What you are asked to do: Locate the line that contains "meldet das Ergebnis" in the entries below, then repeat it and every following line through the line that contains "assert_eq!(m.state(), DeviceState::Connecting);", exactly, and no others.

====== Task inputs

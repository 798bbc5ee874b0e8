//! Device State Machine
//!
//! Besitzt den aktuellen Zustand, den Zielwert, Retry- und Reset-Status.
//! Wird ausschließlich von der Control-Loop aufgerufen, einmal pro Tick.
//!
//! Reihenfolge pro Tick (fest):
//! 1. Ergebnis des Workers anwenden
//! 2. Button auswerten
//! 3. Übergabe an den Worker (`RequestPending → Connecting`, Fetch in `Initializing`)
//! 4. Zeitbasierte Übergänge (Erfolgs-Animation, Retry, Setup-Timeout)
//! 5. Täglicher Reset (zuletzt, damit er einen Ruhezustand überschreiben kann)

use crate::clock::WallClock;
use crate::config::DeviceConfig;
use crate::handshake::Handshake;
use crate::retry::{RetryDecision, RetryState};
use crate::scheduler::ResetScheduler;
use crate::types::{
    AnimationContext, DeviceState, PendingRequest, RenderFrame, RequestKind, RequestOutcome,
};

/// Eingaben eines Control-Loop-Ticks
#[derive(Debug, Clone, Copy, PartialEq, Eq)]
#[cfg_attr(feature = "defmt", derive(defmt::Format))]
pub struct TickInput {
    /// Monotone Zeit (ms)
    pub now_ms: u64,
    /// Entprellte Button-Flanke seit dem letzten Tick
    pub button_pressed: bool,
    /// WLAN verbunden und IP-Adresse vorhanden
    pub network_ready: bool,
    /// Unix-Zeit (UTC), `None` solange nicht synchronisiert
    pub unix_secs: Option<u64>,
}

impl TickInput {
    pub fn at(now_ms: u64) -> Self {
        Self {
            now_ms,
            button_pressed: false,
            network_ready: true,
            unix_secs: None,
        }
    }
}

/// Orchestrator für den Task-Status
pub struct DeviceStateMachine {
    config: DeviceConfig,
    state: DeviceState,
    state_entered_at_ms: u64,
    /// Zielwert des laufenden bzw. letzten Submits
    target: bool,
    retry: RetryState,
    scheduler: ResetScheduler,
    animation: AnimationContext,
    /// Reset kam während eines laufenden Requests
    reset_deferred: bool,
    /// Fetch für die aktuelle `Initializing`-Phase ist gepostet
    fetch_posted: bool,
}

impl DeviceStateMachine {
    /// Startet in `Initializing`
    pub fn new(config: DeviceConfig, now_ms: u64) -> Self {
        Self {
            scheduler: ResetScheduler::new(config.reset_instant, config.reset_window_secs),
            config,
            state: DeviceState::Initializing,
            state_entered_at_ms: now_ms,
            target: false,
            retry: RetryState::new(),
            animation: AnimationContext {
                started_at_ms: now_ms,
            },
            reset_deferred: false,
            fetch_posted: false,
        }
    }

    pub fn state(&self) -> DeviceState {
        self.state
    }

    pub fn target(&self) -> bool {
        self.target
    }

    pub fn retry(&self) -> &RetryState {
        &self.retry
    }

    pub fn scheduler(&self) -> &ResetScheduler {
        &self.scheduler
    }

    pub fn config(&self) -> &DeviceConfig {
        &self.config
    }

    pub fn reset_deferred(&self) -> bool {
        self.reset_deferred
    }

    /// Ein Control-Loop-Tick; liefert den Frame für den Renderer
    pub fn handle_tick(&mut self, input: &TickInput, handshake: &Handshake) -> RenderFrame {
        let now = input.now_ms;

        // 1. Ergebnis des Workers
        if let Some(outcome) = handshake.take_outcome() {
            self.apply_outcome(outcome, now);
        }

        // 2. Button
        if input.button_pressed {
            self.apply_button(now);
        }

        // 3. Übergabe an den Worker
        self.hand_off(input, handshake);

        // 4. Zeitbasierte Übergänge
        self.apply_timers(input);

        // 5. Täglicher Reset
        self.apply_reset_trigger(input);

        self.frame(now)
    }

    /// Frame für den aktuellen Zustand
    pub fn frame(&self, now_ms: u64) -> RenderFrame {
        let since = if self.state.is_animated() {
            self.animation.started_at_ms
        } else {
            self.state_entered_at_ms
        };
        RenderFrame {
            state: self.state,
            elapsed_ms: now_ms.saturating_sub(since),
        }
    }

    fn apply_outcome(&mut self, outcome: RequestOutcome, now: u64) {
        debug!("State: outcome {} in {}", outcome, self.state);
        match (self.state, outcome) {
            (DeviceState::Connecting, RequestOutcome::Submitted { success: true }) => {
                self.retry.reset();
                self.animation.started_at_ms = now;
                self.transition(DeviceState::SuccessEffect, now);
            }
            (DeviceState::Connecting, RequestOutcome::Submitted { success: false }) => {
                self.retry.record_failure(&self.config.retry_policy, now);
                self.transition(DeviceState::RetryingAfterError, now);
            }
            (DeviceState::Initializing, RequestOutcome::Fetched { status: Some(done) }) => {
                self.fetch_posted = false;
                self.retry.reset();
                self.target = done;
                self.transition(DeviceState::resting_for(done), now);
            }
            (DeviceState::Initializing, RequestOutcome::Fetched { status: None }) => {
                self.fetch_posted = false;
                self.transition(DeviceState::Failed, now);
            }
            (state, outcome) => {
                // Nur die State Machine postet Requests, das sollte nie passieren
                warn!("State: unexpected outcome {} in {}", outcome, state);
            }
        }
    }

    fn apply_button(&mut self, now: u64) {
        match self.state {
            DeviceState::TaskPending => self.begin_submit(true, now),
            DeviceState::TaskCompleted => self.begin_submit(false, now),
            DeviceState::Failed | DeviceState::RetryingAfterError => {
                info!("State: manual recovery, re-fetching status");
                self.retry.reset();
                self.fetch_posted = false;
                self.transition(DeviceState::Initializing, now);
            }
            state => {
                // Request unterwegs oder Animation: Button wird ignoriert
                debug!("State: button ignored in {}", state);
            }
        }
    }

    fn hand_off(&mut self, input: &TickInput, handshake: &Handshake) {
        let now = input.now_ms;
        match self.state {
            DeviceState::RequestPending if !handshake.is_busy() => {
                let request = PendingRequest {
                    device_id: self.config.device_id,
                    kind: RequestKind::Submit {
                        target_done: self.target,
                    },
                    enqueued_at_ms: now,
                    timestamp: input.unix_secs,
                };
                if handshake.post(request).is_ok() {
                    info!("State: submit done={} handed to worker", self.target);
                    self.animation.started_at_ms = now;
                    self.transition(DeviceState::Connecting, now);
                }
            }
            DeviceState::Initializing
                if !self.fetch_posted && input.network_ready && !handshake.is_busy() =>
            {
                let request = PendingRequest {
                    device_id: self.config.device_id,
                    kind: RequestKind::Fetch,
                    enqueued_at_ms: now,
                    timestamp: None,
                };
                if handshake.post(request).is_ok() {
                    info!("State: status fetch handed to worker");
                    self.fetch_posted = true;
                }
            }
            _ => {}
        }
    }

    fn apply_timers(&mut self, input: &TickInput) {
        let now = input.now_ms;
        let in_state = now.saturating_sub(self.state_entered_at_ms);
        match self.state {
            DeviceState::SuccessEffect => {
                let elapsed = now.saturating_sub(self.animation.started_at_ms);
                if elapsed >= self.config.success_duration_ms {
                    self.transition(DeviceState::resting_for(self.target), now);
                }
            }
            DeviceState::RetryingAfterError => {
                match self.retry.poll(&self.config.retry_policy, now) {
                    RetryDecision::Wait => {}
                    RetryDecision::Retry => {
                        self.retry.begin_retry();
                        info!("State: retry attempt {}", self.retry.attempt_count);
                        self.transition(DeviceState::RequestPending, now);
                    }
                    RetryDecision::Exhausted => {
                        warn!("State: retries exhausted");
                        self.transition(DeviceState::Failed, now);
                    }
                }
            }
            DeviceState::Initializing
                if !self.fetch_posted && in_state >= self.config.setup_timeout_ms =>
            {
                warn!("State: setup timed out without network");
                self.transition(DeviceState::Failed, now);
            }
            _ => {}
        }
    }

    fn apply_reset_trigger(&mut self, input: &TickInput) {
        let clock = match input.unix_secs {
            Some(utc) => WallClock::from_unix_secs(self.config.local_unix_secs(utc)),
            None => WallClock::unsynchronized(),
        };

        if self.scheduler.check_trigger(&clock) {
            self.reset_deferred = true;
        }

        if !self.reset_deferred {
            return;
        }

        if self.state.is_resting() {
            info!("State: daily reset, setting task to pending");
            self.reset_deferred = false;
            self.begin_submit(false, input.now_ms);
        } else {
            debug!("State: daily reset deferred in {}", self.state);
        }
    }

    /// Neuer Submit aus einem Ruhezustand
    fn begin_submit(&mut self, target_done: bool, now: u64) {
        self.target = target_done;
        self.retry.reset();
        self.transition(DeviceState::RequestPending, now);
    }

    fn transition(&mut self, next: DeviceState, now: u64) {
        info!("State: {} -> {} at {}ms", self.state, next, now);
        self.state = next;
        self.state_entered_at_ms = now;
    }
}

#[cfg(test)]
mod tests {
    use super::*;
    use crate::retry::RetryPolicy;

    fn machine() -> DeviceStateMachine {
        DeviceStateMachine::new(DeviceConfig::new("unit"), 0)
    }

    /// Simuliert den Worker: übernimmt den Request und meldet das Ergebnis
    fn respond(handshake: &Handshake, outcome: RequestOutcome) -> PendingRequest {
        let request = handshake.take_request().unwrap();
        handshake.complete(outcome).unwrap();
        request
    }

    #[test]
    fn test_boot_fetch_resolves_to_pending() {
        let handshake = Handshake::new();
        let mut m = machine();
        m.handle_tick(&TickInput::at(0), &handshake);
        assert_eq!(m.state(), DeviceState::Initializing);

        let request = respond(&handshake, RequestOutcome::Fetched { status: Some(false) });
        assert_eq!(request.kind, RequestKind::Fetch);

        m.handle_tick(&TickInput::at(100), &handshake);
        assert_eq!(m.state(), DeviceState::TaskPending);
        assert!(!handshake.is_busy());
    }

    #[test]
    fn test_setup_timeout_without_network() {
        let handshake = Handshake::new();
        let mut m = machine();
        let mut input = TickInput::at(0);
        input.network_ready = false;
        m.handle_tick(&input, &handshake);
        input.now_ms = 29_999;
        m.handle_tick(&input, &handshake);
        assert_eq!(m.state(), DeviceState::Initializing);
        input.now_ms = 30_000;
        m.handle_tick(&input, &handshake);
        assert_eq!(m.state(), DeviceState::Failed);
        assert!(!handshake.is_busy());
    }

    #[test]
    fn test_window_policy_fails_after_window() {
        let handshake = Handshake::new();
        let config = DeviceConfig::new("unit")
            .with_retry_policy(RetryPolicy::TimeoutWindow { window_ms: 5_000 });
        let mut m = DeviceStateMachine::new(config, 0);
        m.handle_tick(&TickInput::at(0), &handshake);
        respond(&handshake, RequestOutcome::Fetched { status: Some(false) });
        m.handle_tick(&TickInput::at(100), &handshake);

        let mut press = TickInput::at(200);
        press.button_pressed = true;
        m.handle_tick(&press, &handshake);
        assert_eq!(m.state(), DeviceState::Connecting);
        respond(&handshake, RequestOutcome::Submitted { success: false });

        m.handle_tick(&TickInput::at(1_000), &handshake);
        assert_eq!(m.state(), DeviceState::RetryingAfterError);
        m.handle_tick(&TickInput::at(5_999), &handshake);
        assert_eq!(m.state(), DeviceState::RetryingAfterError);
        assert!(!handshake.is_busy());
        m.handle_tick(&TickInput::at(6_000), &handshake);
        assert_eq!(m.state(), DeviceState::Failed);
    }
}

============

Your response:
    /// Simuliert den Worker: übernimmt den Request und meldet das Ergebnis
    fn respond(handshake: &Handshake, outcome: RequestOutcome) -> PendingRequest {
        let request = handshake.take_request().unwrap();
        handshake.complete(outcome).unwrap();
        request
    }

    #[test]
    fn test_boot_fetch_resolves_to_pending() {
        let handshake = Handshake::new();
        let mut m = machine();
        m.handle_tick(&TickInput::at(0), &handshake);
        assert_eq!(m.state(), DeviceState::Initializing);

        let request = respond(&handshake, RequestOutcome::Fetched { status: Some(false) });
        assert_eq!(request.kind, RequestKind::Fetch);

        m.handle_tick(&TickInput::at(100), &handshake);
        assert_eq!(m.state(), DeviceState::TaskPending);
        assert!(!handshake.is_busy());
    }

    #[test]
    fn test_setup_timeout_without_network() {
        let handshake = Handshake::new();
        let mut m = machine();
        let mut input = TickInput::at(0);
        input.network_ready = false;
        m.handle_tick(&input, &handshake);
        input.now_ms = 29_999;
        m.handle_tick(&input, &handshake);
        assert_eq!(m.state(), DeviceState::Initializing);
        input.now_ms = 30_000;
        m.handle_tick(&input, &handshake);
        assert_eq!(m.state(), DeviceState::Failed);
        assert!(!handshake.is_busy());
    }

    #[test]
    fn test_window_policy_fails_after_window() {
        let handshake = Handshake::new();
        let config = DeviceConfig::new("unit")
            .with_retry_policy(RetryPolicy::TimeoutWindow { window_ms: 5_000 });
        let mut m = DeviceStateMachine::new(config, 0);
        m.handle_tick(&TickInput::at(0), &handshake);
        respond(&handshake, RequestOutcome::Fetched { status: Some(false) });
        m.handle_tick(&TickInput::at(100), &handshake);

        let mut press = TickInput::at(200);
        press.button_pressed = true;
        m.handle_tick(&press, &handshake);
        assert_eq!(m.state(), DeviceState::Connecting);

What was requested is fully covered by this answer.